Fantozzi prima di Fantozzi: uno scrittore di successo bestiale

È scomparso nella mattina del 3 luglio all’età di 84 anni Paolo Villaggio, corpo e anima di Fantozzi. Non tutti sanno, però, che la sua celebre maschera tragicomica e le sue imprese prima di essere film sono stati libri di successo “bestiale”. E ancor prima spassosi racconti orali da cabaret che facevano sbellicare dalle risate anche Ennio Flaiano…


Forse non tutti sanno che – e per quei pochi che non lo sanno – glielo ricordiamo noi. La maschera e le imprese di Fantozzi inventate da Paolo Villaggio (scomparso nella mattina del 3 luglio all’età di 84 anni) prima di essere film sono stati libri di successo «bestiale».

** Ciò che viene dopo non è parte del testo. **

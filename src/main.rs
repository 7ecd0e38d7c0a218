//! `cicd-maker` binary.
//!
//! Parses the command line and hands off to the `cicd_maker` library. Any
//! error surfaces through `anyhow` and turns into a non-zero exit status.

mod cli;
mod commands;

use anyhow::Result;
use clap::Parser;

fn main() -> Result<()> {
    cli::Cli::parse().execute()
}
//! # Validate Command Implementation
//!
//! Parses `cicd-maker.yaml`, scans `go.mod` and runs the resolver, then
//! prints a summary of what `generate` would produce. Nothing is written.

use anyhow::Result;
use clap::Args;
use std::path::{Path, PathBuf};

use cicd_maker::config;
use cicd_maker::constants::CONFIG_FILENAME;
use cicd_maker::generate;
use cicd_maker::git::SystemGit;
use cicd_maker::output::{emoji, OutputConfig};

/// Validate a cicd-maker.yaml configuration file
#[derive(Args, Debug)]
pub struct ValidateArgs {
    /// Path to the configuration file to validate.
    #[arg(short, long, value_name = "FILE", env = "CICD_MAKER_CONFIG", default_value = CONFIG_FILENAME)]
    pub config: PathBuf,
}

/// Execute the `validate` command.
pub fn execute(args: ValidateArgs, out: &OutputConfig) -> Result<()> {
    out.status(
        "🔍",
        "[SCAN]",
        format!("Validating configuration: {}", out.path(&args.config)),
    );

    let raw = config::from_file(&args.config)?;
    out.status("✅", "[OK]", "Configuration file parsed successfully");

    let repo_dir = Path::new(".");
    let prepared = generate::prepare(raw, repo_dir, &SystemGit::new(repo_dir))?;
    out.status("✅", "[OK]", "Configuration is valid");

    let resolved = &prepared.config;
    let facts = &prepared.facts;
    println!("\n{} Summary:", emoji(out, "📊", "[INFO]"));
    println!(
        "   Module:            {}",
        facts.module_path.as_deref().unwrap_or("(none)")
    );
    println!(
        "   Kind:              {}",
        if resolved.is_application() {
            "application"
        } else {
            "library"
        }
    );
    println!(
        "   Hosting:           {}",
        if resolved.is_internal_instance() {
            "internal"
        } else {
            "github.com"
        }
    );
    if resolved.github_workflow().is_some() {
        println!("   Default branch:    {}", resolved.default_branch());
        println!("   Go version:        {}", resolved.workflow_go_version());
        println!(
            "   Self-hosted:       {}",
            resolved.is_self_hosted_runner()
        );
    }

    let staged = generate::build(&prepared)?;
    println!("   Artifacts:         {}", staged.len());
    for (path, _) in staged.files() {
        println!("     {}", path.display());
    }
    Ok(())
}
//! In-memory staging area for generated artifacts.
//!
//! Builders never touch the disk. They stage file contents and stale paths
//! in an [`OutputFS`], which the write phase then applies in one go. This
//! keeps the builders pure and makes `--dry-run` trivial.

use std::collections::{BTreeMap, BTreeSet};
use std::path::{Path, PathBuf};

use crate::error::{Error, Result};

/// Generated files plus the set of stale paths to delete.
///
/// Iteration order is sorted by path, so writes and listings are
/// deterministic.
#[derive(Debug, Clone, Default, PartialEq)]
pub struct OutputFS {
    files: BTreeMap<PathBuf, String>,
    removals: BTreeSet<PathBuf>,
}

impl OutputFS {
    pub fn new() -> Self {
        Self::default()
    }

    /// Stages `content` at `path`. Paths are relative to the output root.
    ///
    /// Staging the same path twice is a bug in the caller: two builders
    /// would be fighting over one file.
    pub fn add_file<P: AsRef<Path>>(&mut self, path: P, content: impl Into<String>) -> Result<()> {
        let path = path.as_ref();
        if path.is_absolute() {
            return Err(Error::Filesystem {
                message: format!("refusing to stage absolute path {}", path.display()),
            });
        }
        if self.files.contains_key(path) {
            return Err(Error::Filesystem {
                message: format!("{} was generated twice", path.display()),
            });
        }
        self.removals.remove(path);
        self.files.insert(path.to_path_buf(), content.into());
        Ok(())
    }

    /// Marks `path` for deletion, unless something was staged there.
    pub fn remove_file<P: AsRef<Path>>(&mut self, path: P) {
        let path = path.as_ref();
        if !self.files.contains_key(path) {
            self.removals.insert(path.to_path_buf());
        }
    }

    pub fn get_file<P: AsRef<Path>>(&self, path: P) -> Option<&str> {
        self.files.get(path.as_ref()).map(String::as_str)
    }

    pub fn exists<P: AsRef<Path>>(&self, path: P) -> bool {
        self.files.contains_key(path.as_ref())
    }

    pub fn is_removed<P: AsRef<Path>>(&self, path: P) -> bool {
        self.removals.contains(path.as_ref())
    }

    /// Staged files in path order.
    pub fn files(&self) -> impl Iterator<Item = (&PathBuf, &String)> {
        self.files.iter()
    }

    /// Paths marked for deletion, in path order.
    pub fn removals(&self) -> impl Iterator<Item = &PathBuf> {
        self.removals.iter()
    }

    pub fn len(&self) -> usize {
        self.files.len()
    }

    pub fn is_empty(&self) -> bool {
        self.files.is_empty() && self.removals.is_empty()
    }
}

Anzi, prima ancora, spassosissimi racconti orali fatti in piccoli teatrini e cabaret, tra i quali il «Sette per Otto» a Roma, dove in una serata del 1967, Maurizio Costanzo favorì l’esordio dell’allora sconosciuto comico genovese. Si racconta che quella sera, tra il pubblico, c’erano Garinei e Giovannini, Ugo Tognazzi e Ennio Flaiano che a forza di ridere, pare, cadde dalla poltrona.

La tradizione orale della Fantozzeide, però, si fa conoscere dal grande pubblico televisivo con un mitico programma della Rai Quelli della domenica che andava in onda alla domenica pomeriggio sul Programma Nazionale (c’era solo quello), dopo la tv dei ragazzi e prima del secondo tempo di una partita di calcio di serie A. In quello studio, dal 21 gennaio al 30 giugno 1968, assistemmo alle incursioni tragicomiche di Ugo Fantozzi, di Giandomenico Fracchia, del Professor Kranz e agli stralunati scketch di Cochi e Renato.

Forte della notorietà televisiva, Paolo Villaggio fu ingaggiato dal settimanale L’Europeo che gli chiese di scrivere brevi racconti con protagonista lo sfigato ragioniere. E di lì a poco, nel 1971, arrivò nelle librerie, edito da Rizzoli, il primo di una lunghissima serie di volumi, intitolato semplicemente Fantozzi.

Ne seguiranno almeno una dozzina, intervallati da altri titoli «villaggiani» dall’analogo tono grottesco e tragicomico.

Paolo Villaggio si rivela un ottimo scrittore e infarcisce le comiche avventure con iperboliche aggettivazioni (megagalattico, bestiale, pazzesco); veste se stesso con un abbigliamento da travet (lo spigato siberiano o il costume da bagno ascellare); è vessato da aristocratici e padroni da cognomi, titoli e patronimici demenziali (la contessa Serbelloni Mazzanti Vien dal Mare o il Dott. Ing. Cav. Grand Uff. Lup.); proclama  l’indimenticabile stroncatura cinematografica («per me La corazzata Potemkin è una cagata pazzesca», vedi qui). E, soprattutto, rivendica i popolarissimi – nel senso di parlati e diffusi – congiuntivi (batti, venghi, vadi, facci…).

Non staremo qui a fare l’esegesi critica o a tentare un’ennesima e scontata interpretazione sociologica del Villaggio scrittore. Ci basterà dire che i suoi racconti sono migliori della decina di film che ne sono stati tratti (i più belli sono i primi due, firmati da Luciano Salce nel 1975 e nel 1976). Ciò che nei film viene trasformato in gag stile slapstick e comica finale, nella parole scritte – al di là delle pur comiche situazioni – possiede una forza tragica e amara che sullo schermo si perde del tutto.

Tra le infinite avventure di Fantozzi ci piace ricordare la gita alle grotte di Postumia, guidata dal professor Ugo (anche lui!) Zingales. Finisce, com’è ovvio, tragicamente: il professore sepolto da una stalattite preistorica che gli crolla in testa; e Fantozzi che si salva riemergendo «dalla coppa del cesso di un Presidente completamente nudo». Furono accolti a cartate, chiosa il ragioniere e l’indomani, a chi in ufficio gli chiedeva: «Come è andata poi la sua gita alle grotte?». Rispondeva tristemente: «A rotoli!».